Available data:

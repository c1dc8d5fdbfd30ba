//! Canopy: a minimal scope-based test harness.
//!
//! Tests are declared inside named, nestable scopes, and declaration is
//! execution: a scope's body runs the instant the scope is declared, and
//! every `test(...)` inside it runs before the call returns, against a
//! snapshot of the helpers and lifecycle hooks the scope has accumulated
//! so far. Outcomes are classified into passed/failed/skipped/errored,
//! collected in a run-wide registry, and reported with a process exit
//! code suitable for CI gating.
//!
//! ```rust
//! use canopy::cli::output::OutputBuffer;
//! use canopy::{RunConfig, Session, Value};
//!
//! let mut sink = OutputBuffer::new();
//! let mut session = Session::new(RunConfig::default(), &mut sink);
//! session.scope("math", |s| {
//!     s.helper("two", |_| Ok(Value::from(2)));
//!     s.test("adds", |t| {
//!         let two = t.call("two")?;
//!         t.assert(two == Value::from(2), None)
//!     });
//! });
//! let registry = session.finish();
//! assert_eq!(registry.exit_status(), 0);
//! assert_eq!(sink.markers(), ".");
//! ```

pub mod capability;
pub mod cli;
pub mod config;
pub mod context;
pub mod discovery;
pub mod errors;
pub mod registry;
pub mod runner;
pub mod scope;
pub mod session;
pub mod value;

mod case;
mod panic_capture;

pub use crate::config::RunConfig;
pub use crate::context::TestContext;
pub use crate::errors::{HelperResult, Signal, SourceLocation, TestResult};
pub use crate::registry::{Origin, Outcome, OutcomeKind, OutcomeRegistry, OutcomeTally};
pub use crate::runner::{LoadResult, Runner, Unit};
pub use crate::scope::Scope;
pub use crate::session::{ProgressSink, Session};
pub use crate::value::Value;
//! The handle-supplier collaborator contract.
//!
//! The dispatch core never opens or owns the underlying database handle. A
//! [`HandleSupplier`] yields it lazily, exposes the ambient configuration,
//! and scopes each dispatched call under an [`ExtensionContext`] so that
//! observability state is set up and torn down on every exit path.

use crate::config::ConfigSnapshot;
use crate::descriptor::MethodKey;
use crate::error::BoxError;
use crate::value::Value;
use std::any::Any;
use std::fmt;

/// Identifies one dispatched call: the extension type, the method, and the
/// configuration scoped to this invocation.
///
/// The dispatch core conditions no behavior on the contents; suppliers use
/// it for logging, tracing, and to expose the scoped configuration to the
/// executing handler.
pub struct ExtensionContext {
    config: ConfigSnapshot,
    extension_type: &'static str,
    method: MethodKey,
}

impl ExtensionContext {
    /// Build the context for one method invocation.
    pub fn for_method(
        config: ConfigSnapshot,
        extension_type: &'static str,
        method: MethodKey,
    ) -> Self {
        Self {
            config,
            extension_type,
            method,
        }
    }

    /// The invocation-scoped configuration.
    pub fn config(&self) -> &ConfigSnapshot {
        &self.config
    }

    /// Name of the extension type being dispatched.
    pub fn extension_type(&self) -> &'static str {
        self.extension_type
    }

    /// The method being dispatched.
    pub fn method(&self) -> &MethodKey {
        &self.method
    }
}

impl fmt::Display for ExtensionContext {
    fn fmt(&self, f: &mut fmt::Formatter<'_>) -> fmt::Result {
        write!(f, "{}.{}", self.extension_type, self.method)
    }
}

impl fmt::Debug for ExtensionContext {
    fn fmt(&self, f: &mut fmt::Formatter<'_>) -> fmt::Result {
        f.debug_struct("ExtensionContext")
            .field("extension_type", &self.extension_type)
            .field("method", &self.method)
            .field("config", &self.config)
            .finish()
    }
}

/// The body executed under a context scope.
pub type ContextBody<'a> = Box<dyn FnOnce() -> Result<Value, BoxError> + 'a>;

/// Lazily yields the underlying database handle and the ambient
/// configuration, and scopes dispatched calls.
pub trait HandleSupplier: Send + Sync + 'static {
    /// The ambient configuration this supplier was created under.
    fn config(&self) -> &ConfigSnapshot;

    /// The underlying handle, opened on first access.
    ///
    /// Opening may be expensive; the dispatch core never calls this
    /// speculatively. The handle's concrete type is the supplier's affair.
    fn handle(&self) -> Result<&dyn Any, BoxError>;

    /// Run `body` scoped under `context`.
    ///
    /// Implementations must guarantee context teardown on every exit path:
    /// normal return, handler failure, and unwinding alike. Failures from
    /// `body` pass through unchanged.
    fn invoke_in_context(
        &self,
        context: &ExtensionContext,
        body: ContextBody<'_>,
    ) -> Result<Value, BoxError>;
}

Work instructions: Copy out the whole listing, exactly as written.

Written reply:
repository c1dc8d5fdbfd30ba
//! Canopy: a minimal scope-based test harness.
//!
//! Tests are declared inside named, nestable scopes, and declaration is
//! execution: a scope's body runs the instant the scope is declared, and
//! every `test(...)` inside it runs before the call returns, against a
//! snapshot of the helpers and lifecycle hooks the scope has accumulated
//! so far. Outcomes are classified into passed/failed/skipped/errored,
//! collected in a run-wide registry, and reported with a process exit
//! code suitable for CI gating.
//!
//! ```rust
//! use canopy::cli::output::OutputBuffer;
//! use canopy::{RunConfig, Session, Value};
//!
//! let mut sink = OutputBuffer::new();
//! let mut session = Session::new(RunConfig::default(), &mut sink);
//! session.scope("math", |s| {
//!     s.helper("two", |_| Ok(Value::from(2)));
//!     s.test("adds", |t| {
//!         let two = t.call("two")?;
//!         t.assert(two == Value::from(2), None)
//!     });
//! });
//! let registry = session.finish();
//! assert_eq!(registry.exit_status(), 0);
//! assert_eq!(sink.markers(), ".");
//! ```

pub mod capability;
pub mod cli;
pub mod config;
pub mod context;
pub mod discovery;
pub mod errors;
pub mod registry;
pub mod runner;
pub mod scope;
pub mod session;
pub mod value;

mod case;
mod panic_capture;

pub use crate::config::RunConfig;
pub use crate::context::TestContext;
pub use crate::errors::{HelperResult, Signal, SourceLocation, TestResult};
pub use crate::registry::{Origin, Outcome, OutcomeKind, OutcomeRegistry, OutcomeTally};
pub use crate::runner::{LoadResult, Runner, Unit};
pub use crate::scope::Scope;
pub use crate::session::{ProgressSink, Session};
pub use crate::value::Value;
//! The handle-supplier collaborator contract.
//!
//! The dispatch core never opens or owns the underlying database handle. A
//! [`HandleSupplier`] yields it lazily, exposes the ambient configuration,
//! and scopes each dispatched call under an [`ExtensionContext`] so that
//! observability state is set up and torn down on every exit path.

use crate::config::ConfigSnapshot;
use crate::descriptor::MethodKey;
use crate::error::BoxError;
use crate::value::Value;
use std::any::Any;
use std::fmt;

/// Identifies one dispatched call: the extension type, the method, and the
/// configuration scoped to this invocation.
///
/// The dispatch core conditions no behavior on the contents; suppliers use
/// it for logging, tracing, and to expose the scoped configuration to the
/// executing handler.
pub struct ExtensionContext {
    config: ConfigSnapshot,
    extension_type: &'static str,
    method: MethodKey,
}

impl ExtensionContext {
    /// Build the context for one method invocation.
    pub fn for_method(
        config: ConfigSnapshot,
        extension_type: &'static str,
        method: MethodKey,
    ) -> Self {
        Self {
            config,
            extension_type,
            method,
        }
    }

    /// The invocation-scoped configuration.
    pub fn config(&self) -> &ConfigSnapshot {
        &self.config
    }

    /// Name of the extension type being dispatched.
    pub fn extension_type(&self) -> &'static str {
        self.extension_type
    }

    /// The method being dispatched.
    pub fn method(&self) -> &MethodKey {
        &self.method
    }
}

impl fmt::Display for ExtensionContext {
    fn fmt(&self, f: &mut fmt::Formatter<'_>) -> fmt::Result {
        write!(f, "{}.{}", self.extension_type, self.method)
    }
}

impl fmt::Debug for ExtensionContext {
    fn fmt(&self, f: &mut fmt::Formatter<'_>) -> fmt::Result {
        f.debug_struct("ExtensionContext")
            .field("extension_type", &self.extension_type)
            .field("method", &self.method)
            .field("config", &self.config)
            .finish()
    }
}

/// The body executed under a context scope.
pub type ContextBody<'a> = Box<dyn FnOnce() -> Result<Value, BoxError> + 'a>;

/// Lazily yields the underlying database handle and the ambient
/// configuration, and scopes dispatched calls.
pub trait HandleSupplier: Send + Sync + 'static {
    /// The ambient configuration this supplier was created under.
    fn config(&self) -> &ConfigSnapshot;

    /// The underlying handle, opened on first access.
    ///
    /// Opening may be expensive; the dispatch core never calls this
    /// speculatively. The handle's concrete type is the supplier's affair.
    fn handle(&self) -> Result<&dyn Any, BoxError>;

    /// Run `body` scoped under `context`.
    ///
    /// Implementations must guarantee context teardown on every exit path:
    /// normal return, handler failure, and unwinding alike. Failures from
    /// `body` pass through unchanged.
    fn invoke_in_context(
        &self,
        context: &ExtensionContext,
        body: ContextBody<'_>,
    ) -> Result<Value, BoxError>;
}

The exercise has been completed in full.